Records from a collection

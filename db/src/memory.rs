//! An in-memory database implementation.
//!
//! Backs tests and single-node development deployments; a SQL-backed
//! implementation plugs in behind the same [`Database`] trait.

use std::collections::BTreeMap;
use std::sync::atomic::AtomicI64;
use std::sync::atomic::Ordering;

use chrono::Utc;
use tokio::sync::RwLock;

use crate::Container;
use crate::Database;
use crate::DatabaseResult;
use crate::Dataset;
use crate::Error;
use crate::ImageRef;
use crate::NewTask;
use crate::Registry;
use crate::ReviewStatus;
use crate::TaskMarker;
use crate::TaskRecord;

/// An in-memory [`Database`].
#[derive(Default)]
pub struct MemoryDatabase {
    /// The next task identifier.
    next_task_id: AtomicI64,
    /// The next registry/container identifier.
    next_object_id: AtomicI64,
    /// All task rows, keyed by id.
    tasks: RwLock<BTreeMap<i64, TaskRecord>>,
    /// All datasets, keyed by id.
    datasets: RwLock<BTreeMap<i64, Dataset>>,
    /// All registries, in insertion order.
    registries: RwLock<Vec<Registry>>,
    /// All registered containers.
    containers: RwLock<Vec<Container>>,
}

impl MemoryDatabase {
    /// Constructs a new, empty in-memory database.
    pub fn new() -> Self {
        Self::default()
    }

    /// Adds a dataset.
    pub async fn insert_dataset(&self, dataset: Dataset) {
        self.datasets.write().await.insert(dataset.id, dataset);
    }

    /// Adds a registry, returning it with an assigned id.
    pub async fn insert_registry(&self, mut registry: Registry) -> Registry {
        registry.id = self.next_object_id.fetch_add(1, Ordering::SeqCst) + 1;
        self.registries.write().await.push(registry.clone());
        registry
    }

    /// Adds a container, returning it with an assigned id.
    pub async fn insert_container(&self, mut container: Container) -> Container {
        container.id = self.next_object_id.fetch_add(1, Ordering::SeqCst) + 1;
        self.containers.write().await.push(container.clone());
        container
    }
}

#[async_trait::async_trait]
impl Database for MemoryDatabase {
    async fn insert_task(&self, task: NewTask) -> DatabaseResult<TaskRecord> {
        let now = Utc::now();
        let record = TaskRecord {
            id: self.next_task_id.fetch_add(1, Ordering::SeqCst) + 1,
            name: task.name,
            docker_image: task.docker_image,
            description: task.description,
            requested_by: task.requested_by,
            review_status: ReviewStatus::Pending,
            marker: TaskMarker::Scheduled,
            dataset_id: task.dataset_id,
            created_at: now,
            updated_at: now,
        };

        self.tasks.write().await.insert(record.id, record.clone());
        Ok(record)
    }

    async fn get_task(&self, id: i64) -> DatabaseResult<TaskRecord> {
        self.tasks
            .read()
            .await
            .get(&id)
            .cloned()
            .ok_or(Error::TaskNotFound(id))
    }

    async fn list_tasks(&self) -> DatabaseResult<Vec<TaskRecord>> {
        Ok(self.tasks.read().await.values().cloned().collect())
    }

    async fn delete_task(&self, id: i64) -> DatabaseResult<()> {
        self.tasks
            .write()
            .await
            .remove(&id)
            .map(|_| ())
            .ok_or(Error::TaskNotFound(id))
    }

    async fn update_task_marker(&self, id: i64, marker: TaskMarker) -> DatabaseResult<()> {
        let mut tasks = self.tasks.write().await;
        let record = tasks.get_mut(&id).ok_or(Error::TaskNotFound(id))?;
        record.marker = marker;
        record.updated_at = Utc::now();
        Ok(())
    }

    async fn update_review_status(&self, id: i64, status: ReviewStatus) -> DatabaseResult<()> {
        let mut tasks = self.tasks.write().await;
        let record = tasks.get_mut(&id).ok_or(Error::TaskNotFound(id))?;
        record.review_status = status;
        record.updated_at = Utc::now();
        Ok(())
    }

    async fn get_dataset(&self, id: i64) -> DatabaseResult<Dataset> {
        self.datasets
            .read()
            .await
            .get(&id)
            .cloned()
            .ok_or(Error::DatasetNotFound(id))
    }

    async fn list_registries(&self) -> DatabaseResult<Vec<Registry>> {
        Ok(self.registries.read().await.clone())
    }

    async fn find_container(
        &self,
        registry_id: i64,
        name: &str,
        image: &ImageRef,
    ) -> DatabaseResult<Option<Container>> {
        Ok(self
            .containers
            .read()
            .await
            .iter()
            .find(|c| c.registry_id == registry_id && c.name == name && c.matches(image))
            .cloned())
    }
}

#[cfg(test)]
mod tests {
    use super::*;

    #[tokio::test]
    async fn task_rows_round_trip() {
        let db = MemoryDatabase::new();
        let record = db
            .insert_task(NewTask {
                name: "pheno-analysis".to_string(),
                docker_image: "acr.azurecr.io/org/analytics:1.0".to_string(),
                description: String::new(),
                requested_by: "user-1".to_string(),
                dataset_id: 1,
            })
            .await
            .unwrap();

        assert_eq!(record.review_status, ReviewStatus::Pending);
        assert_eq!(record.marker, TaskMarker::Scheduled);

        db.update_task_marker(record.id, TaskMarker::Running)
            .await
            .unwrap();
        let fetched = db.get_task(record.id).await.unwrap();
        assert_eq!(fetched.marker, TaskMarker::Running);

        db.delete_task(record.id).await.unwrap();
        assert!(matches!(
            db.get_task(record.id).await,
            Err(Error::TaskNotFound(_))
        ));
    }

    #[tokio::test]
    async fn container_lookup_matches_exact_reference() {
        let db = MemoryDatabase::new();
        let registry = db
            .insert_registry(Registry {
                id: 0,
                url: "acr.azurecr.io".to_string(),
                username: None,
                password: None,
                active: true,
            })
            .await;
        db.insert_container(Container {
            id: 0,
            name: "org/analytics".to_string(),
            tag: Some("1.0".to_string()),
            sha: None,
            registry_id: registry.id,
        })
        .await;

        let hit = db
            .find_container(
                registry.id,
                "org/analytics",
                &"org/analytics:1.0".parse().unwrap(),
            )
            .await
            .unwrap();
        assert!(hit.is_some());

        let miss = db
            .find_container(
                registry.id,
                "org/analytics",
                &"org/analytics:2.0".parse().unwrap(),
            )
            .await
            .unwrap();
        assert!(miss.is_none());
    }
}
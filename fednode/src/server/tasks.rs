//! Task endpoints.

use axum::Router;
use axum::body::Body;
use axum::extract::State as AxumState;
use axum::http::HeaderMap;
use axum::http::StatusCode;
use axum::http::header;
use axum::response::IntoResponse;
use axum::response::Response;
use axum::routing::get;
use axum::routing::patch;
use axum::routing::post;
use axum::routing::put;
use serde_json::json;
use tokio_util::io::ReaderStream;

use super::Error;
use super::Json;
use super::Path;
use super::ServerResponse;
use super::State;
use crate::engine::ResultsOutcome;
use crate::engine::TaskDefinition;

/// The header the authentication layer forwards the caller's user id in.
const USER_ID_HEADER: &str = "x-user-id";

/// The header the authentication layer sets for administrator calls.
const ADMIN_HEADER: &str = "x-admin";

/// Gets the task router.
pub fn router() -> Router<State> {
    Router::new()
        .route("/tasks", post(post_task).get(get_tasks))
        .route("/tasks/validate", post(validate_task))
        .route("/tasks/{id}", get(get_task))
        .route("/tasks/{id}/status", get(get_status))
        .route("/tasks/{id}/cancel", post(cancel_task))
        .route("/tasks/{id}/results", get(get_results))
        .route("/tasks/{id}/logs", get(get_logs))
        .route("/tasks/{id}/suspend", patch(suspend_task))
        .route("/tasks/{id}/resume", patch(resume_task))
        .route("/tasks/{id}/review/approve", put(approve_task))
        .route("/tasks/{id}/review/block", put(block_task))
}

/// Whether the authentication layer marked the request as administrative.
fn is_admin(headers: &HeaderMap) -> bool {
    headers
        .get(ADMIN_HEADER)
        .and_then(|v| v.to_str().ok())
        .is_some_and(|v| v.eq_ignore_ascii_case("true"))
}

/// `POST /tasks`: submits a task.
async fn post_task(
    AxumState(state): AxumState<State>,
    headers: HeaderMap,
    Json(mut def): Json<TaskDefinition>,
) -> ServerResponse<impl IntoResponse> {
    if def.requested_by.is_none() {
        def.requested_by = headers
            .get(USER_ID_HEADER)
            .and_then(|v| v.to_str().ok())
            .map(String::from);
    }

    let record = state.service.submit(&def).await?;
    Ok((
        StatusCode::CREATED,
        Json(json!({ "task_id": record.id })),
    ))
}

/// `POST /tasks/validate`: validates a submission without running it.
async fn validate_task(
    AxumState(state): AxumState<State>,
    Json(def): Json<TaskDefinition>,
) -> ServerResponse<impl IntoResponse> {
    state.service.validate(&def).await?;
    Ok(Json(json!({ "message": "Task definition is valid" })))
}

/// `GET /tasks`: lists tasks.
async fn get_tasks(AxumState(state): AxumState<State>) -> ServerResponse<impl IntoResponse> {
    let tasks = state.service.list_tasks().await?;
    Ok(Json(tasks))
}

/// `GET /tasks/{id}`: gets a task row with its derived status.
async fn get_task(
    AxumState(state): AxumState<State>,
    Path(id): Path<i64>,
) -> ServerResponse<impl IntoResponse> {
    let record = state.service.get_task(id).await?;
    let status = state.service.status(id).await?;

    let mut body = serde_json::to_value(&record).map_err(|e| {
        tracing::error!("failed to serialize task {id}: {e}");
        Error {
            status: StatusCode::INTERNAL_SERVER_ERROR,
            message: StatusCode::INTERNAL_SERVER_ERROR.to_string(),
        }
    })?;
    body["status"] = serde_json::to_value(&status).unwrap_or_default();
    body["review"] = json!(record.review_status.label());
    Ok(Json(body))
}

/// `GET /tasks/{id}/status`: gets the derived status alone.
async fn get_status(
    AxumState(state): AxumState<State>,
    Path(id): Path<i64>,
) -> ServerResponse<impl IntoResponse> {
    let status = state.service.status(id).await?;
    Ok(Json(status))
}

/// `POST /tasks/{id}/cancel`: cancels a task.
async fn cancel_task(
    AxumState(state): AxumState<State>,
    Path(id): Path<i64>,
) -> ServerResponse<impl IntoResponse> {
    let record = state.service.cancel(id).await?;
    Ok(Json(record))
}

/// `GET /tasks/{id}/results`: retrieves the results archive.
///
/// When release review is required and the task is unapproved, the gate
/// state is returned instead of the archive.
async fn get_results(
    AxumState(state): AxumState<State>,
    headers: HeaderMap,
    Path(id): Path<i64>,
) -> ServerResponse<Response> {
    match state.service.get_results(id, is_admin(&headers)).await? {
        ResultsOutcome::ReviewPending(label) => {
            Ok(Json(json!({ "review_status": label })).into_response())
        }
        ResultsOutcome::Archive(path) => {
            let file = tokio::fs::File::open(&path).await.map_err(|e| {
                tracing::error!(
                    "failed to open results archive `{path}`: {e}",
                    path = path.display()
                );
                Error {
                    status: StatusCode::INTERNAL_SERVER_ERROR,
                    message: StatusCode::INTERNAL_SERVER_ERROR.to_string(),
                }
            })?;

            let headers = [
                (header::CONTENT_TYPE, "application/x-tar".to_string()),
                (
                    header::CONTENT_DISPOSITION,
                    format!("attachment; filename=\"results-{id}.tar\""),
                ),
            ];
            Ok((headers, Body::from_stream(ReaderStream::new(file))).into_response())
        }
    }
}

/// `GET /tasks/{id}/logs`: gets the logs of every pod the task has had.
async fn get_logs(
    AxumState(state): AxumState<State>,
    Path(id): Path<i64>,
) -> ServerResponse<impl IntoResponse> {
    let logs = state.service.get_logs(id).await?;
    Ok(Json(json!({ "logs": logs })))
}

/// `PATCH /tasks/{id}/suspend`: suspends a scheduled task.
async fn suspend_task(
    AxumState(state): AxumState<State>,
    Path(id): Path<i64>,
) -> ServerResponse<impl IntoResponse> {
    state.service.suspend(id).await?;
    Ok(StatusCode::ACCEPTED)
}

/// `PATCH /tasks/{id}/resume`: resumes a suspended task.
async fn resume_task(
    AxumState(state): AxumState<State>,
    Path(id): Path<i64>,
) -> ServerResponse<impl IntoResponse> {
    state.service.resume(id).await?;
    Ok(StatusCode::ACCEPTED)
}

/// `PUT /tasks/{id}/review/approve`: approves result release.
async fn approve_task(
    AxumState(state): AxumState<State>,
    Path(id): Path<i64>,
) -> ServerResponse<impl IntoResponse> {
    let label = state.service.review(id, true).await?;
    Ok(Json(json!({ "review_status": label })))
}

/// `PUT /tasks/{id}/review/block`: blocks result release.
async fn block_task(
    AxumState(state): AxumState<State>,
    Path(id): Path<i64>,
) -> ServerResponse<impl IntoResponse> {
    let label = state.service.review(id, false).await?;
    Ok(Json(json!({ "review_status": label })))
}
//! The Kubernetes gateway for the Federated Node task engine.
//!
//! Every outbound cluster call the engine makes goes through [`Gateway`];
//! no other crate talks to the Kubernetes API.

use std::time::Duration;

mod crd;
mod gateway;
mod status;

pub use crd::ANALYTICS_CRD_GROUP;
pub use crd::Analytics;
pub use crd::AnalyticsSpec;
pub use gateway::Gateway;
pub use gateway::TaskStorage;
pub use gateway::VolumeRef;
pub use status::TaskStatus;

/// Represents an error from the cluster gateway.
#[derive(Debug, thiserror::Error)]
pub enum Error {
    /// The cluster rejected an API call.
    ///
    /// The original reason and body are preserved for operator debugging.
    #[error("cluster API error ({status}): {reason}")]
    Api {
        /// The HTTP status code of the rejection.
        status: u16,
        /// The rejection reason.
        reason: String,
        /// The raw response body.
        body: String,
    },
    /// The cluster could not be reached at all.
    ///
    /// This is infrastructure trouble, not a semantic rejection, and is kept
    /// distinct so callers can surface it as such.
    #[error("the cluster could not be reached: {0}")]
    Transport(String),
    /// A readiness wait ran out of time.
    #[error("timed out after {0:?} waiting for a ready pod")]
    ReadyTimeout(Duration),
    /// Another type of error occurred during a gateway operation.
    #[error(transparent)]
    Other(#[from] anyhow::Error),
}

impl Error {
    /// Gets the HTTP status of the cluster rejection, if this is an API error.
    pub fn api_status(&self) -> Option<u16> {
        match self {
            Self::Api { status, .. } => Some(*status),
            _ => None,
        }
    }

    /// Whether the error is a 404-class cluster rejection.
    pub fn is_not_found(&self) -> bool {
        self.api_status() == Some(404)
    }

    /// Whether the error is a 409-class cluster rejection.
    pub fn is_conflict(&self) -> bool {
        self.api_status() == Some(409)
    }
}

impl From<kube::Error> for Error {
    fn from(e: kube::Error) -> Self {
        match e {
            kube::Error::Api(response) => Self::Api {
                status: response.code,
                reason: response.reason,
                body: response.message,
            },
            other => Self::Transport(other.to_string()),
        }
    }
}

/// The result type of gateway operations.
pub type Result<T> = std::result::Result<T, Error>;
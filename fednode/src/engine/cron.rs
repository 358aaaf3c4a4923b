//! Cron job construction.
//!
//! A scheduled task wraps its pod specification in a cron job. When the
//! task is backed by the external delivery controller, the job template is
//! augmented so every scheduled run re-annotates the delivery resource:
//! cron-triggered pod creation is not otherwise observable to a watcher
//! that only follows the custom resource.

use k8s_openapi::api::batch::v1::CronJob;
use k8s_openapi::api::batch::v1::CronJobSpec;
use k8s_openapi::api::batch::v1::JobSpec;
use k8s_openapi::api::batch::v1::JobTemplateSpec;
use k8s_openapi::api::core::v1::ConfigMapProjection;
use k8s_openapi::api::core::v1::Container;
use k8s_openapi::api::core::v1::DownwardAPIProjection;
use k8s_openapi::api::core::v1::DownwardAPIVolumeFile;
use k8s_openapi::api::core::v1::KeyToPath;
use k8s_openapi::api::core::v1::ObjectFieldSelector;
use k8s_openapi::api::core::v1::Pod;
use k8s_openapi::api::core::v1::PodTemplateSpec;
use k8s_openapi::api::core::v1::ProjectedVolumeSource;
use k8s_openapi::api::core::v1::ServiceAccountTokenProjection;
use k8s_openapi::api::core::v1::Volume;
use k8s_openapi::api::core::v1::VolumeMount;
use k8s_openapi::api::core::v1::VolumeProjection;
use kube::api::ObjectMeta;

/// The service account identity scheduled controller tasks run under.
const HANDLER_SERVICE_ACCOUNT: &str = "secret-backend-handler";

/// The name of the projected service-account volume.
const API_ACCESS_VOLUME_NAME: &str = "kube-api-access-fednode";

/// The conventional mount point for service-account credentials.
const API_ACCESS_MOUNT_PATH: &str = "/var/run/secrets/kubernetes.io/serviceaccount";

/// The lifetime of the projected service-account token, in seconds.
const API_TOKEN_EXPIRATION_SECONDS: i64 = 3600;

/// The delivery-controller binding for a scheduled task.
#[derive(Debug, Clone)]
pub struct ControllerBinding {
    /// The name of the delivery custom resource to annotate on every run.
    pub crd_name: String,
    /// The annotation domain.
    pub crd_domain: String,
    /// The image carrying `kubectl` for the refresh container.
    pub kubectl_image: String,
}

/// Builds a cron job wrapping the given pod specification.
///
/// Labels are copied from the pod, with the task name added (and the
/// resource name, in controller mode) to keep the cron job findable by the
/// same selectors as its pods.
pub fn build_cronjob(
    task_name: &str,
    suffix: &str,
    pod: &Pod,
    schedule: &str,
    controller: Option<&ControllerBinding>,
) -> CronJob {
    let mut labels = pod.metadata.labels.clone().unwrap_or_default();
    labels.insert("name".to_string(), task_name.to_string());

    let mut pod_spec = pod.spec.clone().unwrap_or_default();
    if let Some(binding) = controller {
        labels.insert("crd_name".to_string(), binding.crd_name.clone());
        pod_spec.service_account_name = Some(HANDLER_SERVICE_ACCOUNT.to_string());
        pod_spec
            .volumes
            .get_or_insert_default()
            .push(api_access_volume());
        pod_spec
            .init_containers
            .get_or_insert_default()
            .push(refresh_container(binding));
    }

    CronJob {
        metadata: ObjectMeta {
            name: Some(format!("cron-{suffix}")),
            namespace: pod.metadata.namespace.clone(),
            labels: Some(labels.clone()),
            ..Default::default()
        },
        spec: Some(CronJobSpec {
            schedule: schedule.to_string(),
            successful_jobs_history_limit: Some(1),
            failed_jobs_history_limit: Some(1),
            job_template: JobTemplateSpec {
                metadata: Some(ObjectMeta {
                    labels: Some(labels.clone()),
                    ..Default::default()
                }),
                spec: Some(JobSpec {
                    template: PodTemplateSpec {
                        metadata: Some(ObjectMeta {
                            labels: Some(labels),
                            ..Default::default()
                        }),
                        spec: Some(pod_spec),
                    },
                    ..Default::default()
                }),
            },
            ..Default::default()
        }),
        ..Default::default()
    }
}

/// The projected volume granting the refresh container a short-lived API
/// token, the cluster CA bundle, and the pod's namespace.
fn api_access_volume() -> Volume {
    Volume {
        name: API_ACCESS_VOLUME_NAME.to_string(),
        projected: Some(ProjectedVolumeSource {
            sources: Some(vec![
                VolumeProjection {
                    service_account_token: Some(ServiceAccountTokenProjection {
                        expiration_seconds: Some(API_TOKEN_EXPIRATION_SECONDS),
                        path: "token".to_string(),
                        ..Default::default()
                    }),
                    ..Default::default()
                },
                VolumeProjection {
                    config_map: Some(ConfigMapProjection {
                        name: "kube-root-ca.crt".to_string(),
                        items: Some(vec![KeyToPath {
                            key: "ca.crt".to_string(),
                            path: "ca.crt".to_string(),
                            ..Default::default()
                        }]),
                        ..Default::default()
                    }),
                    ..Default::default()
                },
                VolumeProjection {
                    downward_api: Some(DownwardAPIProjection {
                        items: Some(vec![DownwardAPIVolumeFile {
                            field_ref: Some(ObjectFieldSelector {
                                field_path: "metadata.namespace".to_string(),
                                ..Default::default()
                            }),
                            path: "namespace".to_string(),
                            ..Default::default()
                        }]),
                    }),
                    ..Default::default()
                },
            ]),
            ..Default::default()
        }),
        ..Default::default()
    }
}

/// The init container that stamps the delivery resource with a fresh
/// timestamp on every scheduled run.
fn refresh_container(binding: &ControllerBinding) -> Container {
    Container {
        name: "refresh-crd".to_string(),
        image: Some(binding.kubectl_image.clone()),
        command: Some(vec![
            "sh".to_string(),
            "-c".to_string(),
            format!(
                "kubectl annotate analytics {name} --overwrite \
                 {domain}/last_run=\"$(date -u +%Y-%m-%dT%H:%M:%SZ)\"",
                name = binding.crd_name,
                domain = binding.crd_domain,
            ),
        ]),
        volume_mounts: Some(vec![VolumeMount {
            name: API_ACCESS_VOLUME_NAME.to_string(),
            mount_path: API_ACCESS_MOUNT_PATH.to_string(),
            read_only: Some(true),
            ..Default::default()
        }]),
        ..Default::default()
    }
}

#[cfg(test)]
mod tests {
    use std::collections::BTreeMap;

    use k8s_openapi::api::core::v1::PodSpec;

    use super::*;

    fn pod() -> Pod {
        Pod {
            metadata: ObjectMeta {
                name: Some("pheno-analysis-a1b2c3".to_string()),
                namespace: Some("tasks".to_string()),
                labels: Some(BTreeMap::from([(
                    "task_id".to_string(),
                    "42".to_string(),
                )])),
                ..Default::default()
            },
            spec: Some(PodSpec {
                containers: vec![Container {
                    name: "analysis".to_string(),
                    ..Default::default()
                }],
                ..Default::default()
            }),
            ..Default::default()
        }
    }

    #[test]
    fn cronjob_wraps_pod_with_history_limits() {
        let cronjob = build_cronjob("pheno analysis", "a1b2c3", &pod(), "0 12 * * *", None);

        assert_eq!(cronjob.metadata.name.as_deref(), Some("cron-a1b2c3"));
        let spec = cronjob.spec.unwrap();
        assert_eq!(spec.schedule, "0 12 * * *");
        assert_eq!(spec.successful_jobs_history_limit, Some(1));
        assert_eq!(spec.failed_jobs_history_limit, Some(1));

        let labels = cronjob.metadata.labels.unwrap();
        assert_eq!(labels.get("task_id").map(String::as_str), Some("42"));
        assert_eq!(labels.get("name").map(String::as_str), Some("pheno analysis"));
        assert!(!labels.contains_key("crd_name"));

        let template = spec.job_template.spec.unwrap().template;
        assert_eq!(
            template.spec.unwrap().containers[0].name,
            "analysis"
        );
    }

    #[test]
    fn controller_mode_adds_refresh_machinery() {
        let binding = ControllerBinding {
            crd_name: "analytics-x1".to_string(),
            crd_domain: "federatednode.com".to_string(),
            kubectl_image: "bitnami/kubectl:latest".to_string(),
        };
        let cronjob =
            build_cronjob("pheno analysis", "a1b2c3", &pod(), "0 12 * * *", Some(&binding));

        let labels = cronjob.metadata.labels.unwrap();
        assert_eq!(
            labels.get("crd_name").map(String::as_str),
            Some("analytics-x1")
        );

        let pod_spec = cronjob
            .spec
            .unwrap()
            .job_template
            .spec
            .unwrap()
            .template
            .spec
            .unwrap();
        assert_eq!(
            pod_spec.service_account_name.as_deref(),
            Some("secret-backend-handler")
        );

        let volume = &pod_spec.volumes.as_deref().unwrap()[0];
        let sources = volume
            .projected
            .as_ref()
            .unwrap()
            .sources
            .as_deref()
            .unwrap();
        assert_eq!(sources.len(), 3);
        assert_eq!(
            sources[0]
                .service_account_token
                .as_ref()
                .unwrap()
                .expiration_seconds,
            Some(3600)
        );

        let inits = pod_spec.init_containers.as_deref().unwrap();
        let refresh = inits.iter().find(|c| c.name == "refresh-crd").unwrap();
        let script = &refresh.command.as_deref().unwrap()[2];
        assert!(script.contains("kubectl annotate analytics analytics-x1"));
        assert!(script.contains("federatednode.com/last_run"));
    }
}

_PROBLEM REQUIREMENTS_
Scan the records above. Return every line with "DatabaseResult" in it.

_RESULT FOR THIS EXERCISE_
use crate::DatabaseResult;
    async fn insert_task(&self, task: NewTask) -> DatabaseResult<TaskRecord> {
    async fn get_task(&self, id: i64) -> DatabaseResult<TaskRecord> {
    async fn list_tasks(&self) -> DatabaseResult<Vec<TaskRecord>> {
    async fn delete_task(&self, id: i64) -> DatabaseResult<()> {
    async fn update_task_marker(&self, id: i64, marker: TaskMarker) -> DatabaseResult<()> {
    async fn update_review_status(&self, id: i64, status: ReviewStatus) -> DatabaseResult<()> {
    async fn get_dataset(&self, id: i64) -> DatabaseResult<Dataset> {
    async fn list_registries(&self) -> DatabaseResult<Vec<Registry>> {
    ) -> DatabaseResult<Option<Container>> {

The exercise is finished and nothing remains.